Performance Requirements:
. Confirmations on customer contract pricing, availability, packaging
charges, tax, inventory and final shipment via email or fax.
. Process for cancellation of orders.
. Customer service for drop-shipments and back orders.
. AP customer support.
. Shipper tracking support.
. Customer service support.
. Technical support for customers.
. Supplier technical support.
. Must be able to obtain credit for unwanted merchandise subject to Chemdex's
return policies.
. Must be able to return unwanted product subject to Chemdex's return
policies.
. No charge for damaged or faulty merchandise, subject to Chemdex's return
policies.
Product Offering:
The following lists the products that BIO would like to feature in the interface
and within the Chemdex product line for offer to BIO members.
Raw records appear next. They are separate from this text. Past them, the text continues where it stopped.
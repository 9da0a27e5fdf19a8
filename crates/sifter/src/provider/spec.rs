//! Provider descriptors.

use std::time::Duration;

use serde::Serialize;

/// How a provider's result page is read.
#[derive(Debug, Clone, Copy, PartialEq, Eq, Serialize)]
pub struct ResultRule {
    /// CSS selector for one result container (e.g. `li.b_algo`).
    pub container: &'static str,
    /// CSS selector, evaluated inside a container, for the result's primary
    /// link. The first match's `href` is used.
    pub link: &'static str,
}

impl ResultRule {
    pub const fn new(container: &'static str, link: &'static str) -> Self {
        Self { container, link }
    }
}

/// User-Agent policy of a provider.
#[derive(Debug, Clone, Copy, PartialEq, Eq, Serialize)]
#[serde(rename_all = "snake_case")]
pub enum UserAgent {
    /// Same value on every request.
    Fixed(&'static str),
    /// Picked uniformly at random from the pool on every request.
    Rotating(&'static [&'static str]),
}

impl UserAgent {
    /// Resolve the value to send for one request.
    pub fn pick(&self) -> &'static str {
        match self {
            UserAgent::Fixed(ua) => ua,
            UserAgent::Rotating(pool) => pool[fastrand::usize(..pool.len())],
        }
    }
}

/// One search provider.
#[derive(Debug, Clone, Serialize)]
pub struct ProviderSpec {
    /// Stable lowercase identifier (`"duckduckgo"`, `"bing"`, ...).
    pub id: &'static str,
    /// Human-readable name.
    pub label: &'static str,
    /// URL template; `{query}` is replaced by the percent-encoded query.
    pub endpoint: &'static str,
    /// Request headers sent besides the User-Agent.
    pub headers: &'static [(&'static str, &'static str)],
    pub user_agent: UserAgent,
    /// Per-request timeout.
    #[serde(serialize_with = "serialize_secs")]
    pub timeout: Duration,
    /// Body substrings that mark an anti-bot page.
    pub challenge_markers: &'static [&'static str],
    pub rule: ResultRule,
}

impl ProviderSpec {
    /// Build the request URL for a query.
    pub fn request_url(&self, query: &str) -> String {
        self.endpoint.replace("{query}", &urlencoding::encode(query))
    }

    /// True when the body carries one of this provider's challenge markers.
    pub fn is_challenge(&self, body: &str) -> bool {
        self.challenge_markers.iter().any(|m| body.contains(m))
    }
}

fn serialize_secs<S: serde::Serializer>(d: &Duration, s: S) -> Result<S::Ok, S::Error> {
    s.serialize_u64(d.as_secs())
}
Chemdex will make
its best efforts to accommodate these vendors for inclusion in the system,
subject to the supplier's willingness to enter into a supplier contract with
Chemdex on terms agreeable to the supplier and to Chemdex
. Chemicals, molecular biology and related equipment (Sigma, Xxxxxxx, Fluka
(SAF), Amersham Pharmacia Biotech, Boehringher Manneheim, ABI Xxxxxx Xxxxx,
Life Technologies, Promega, NEN, Roche Molecular, Merck, Millipore and
Tosho).
. General laboratory supplies, chemicals and equipment through VWR and Xxxxxx
Scientific featuring the BIO agreement or member company agreement with VWR
or Xxxxxx.
. Office Supplies and equipment from BIO's preferred provider (subject to
assessment and approval by Chemdex).
. Computers and related supplies and software if BIO develops a preferred
provider agreement (subject to assessment and approval by Chemdex).
Contract Management
. Chemdex will respond to all BIO and customer leads within a commercially
reasonable period of time.
. Chemdex will train all Chemdex sales and customer service employees on BIO
and the nature and terms of the BIO-Chemdex Agreement.
. BIO or Chemdex may request quarterly review meetings with the other party
to assess progress of the partnership.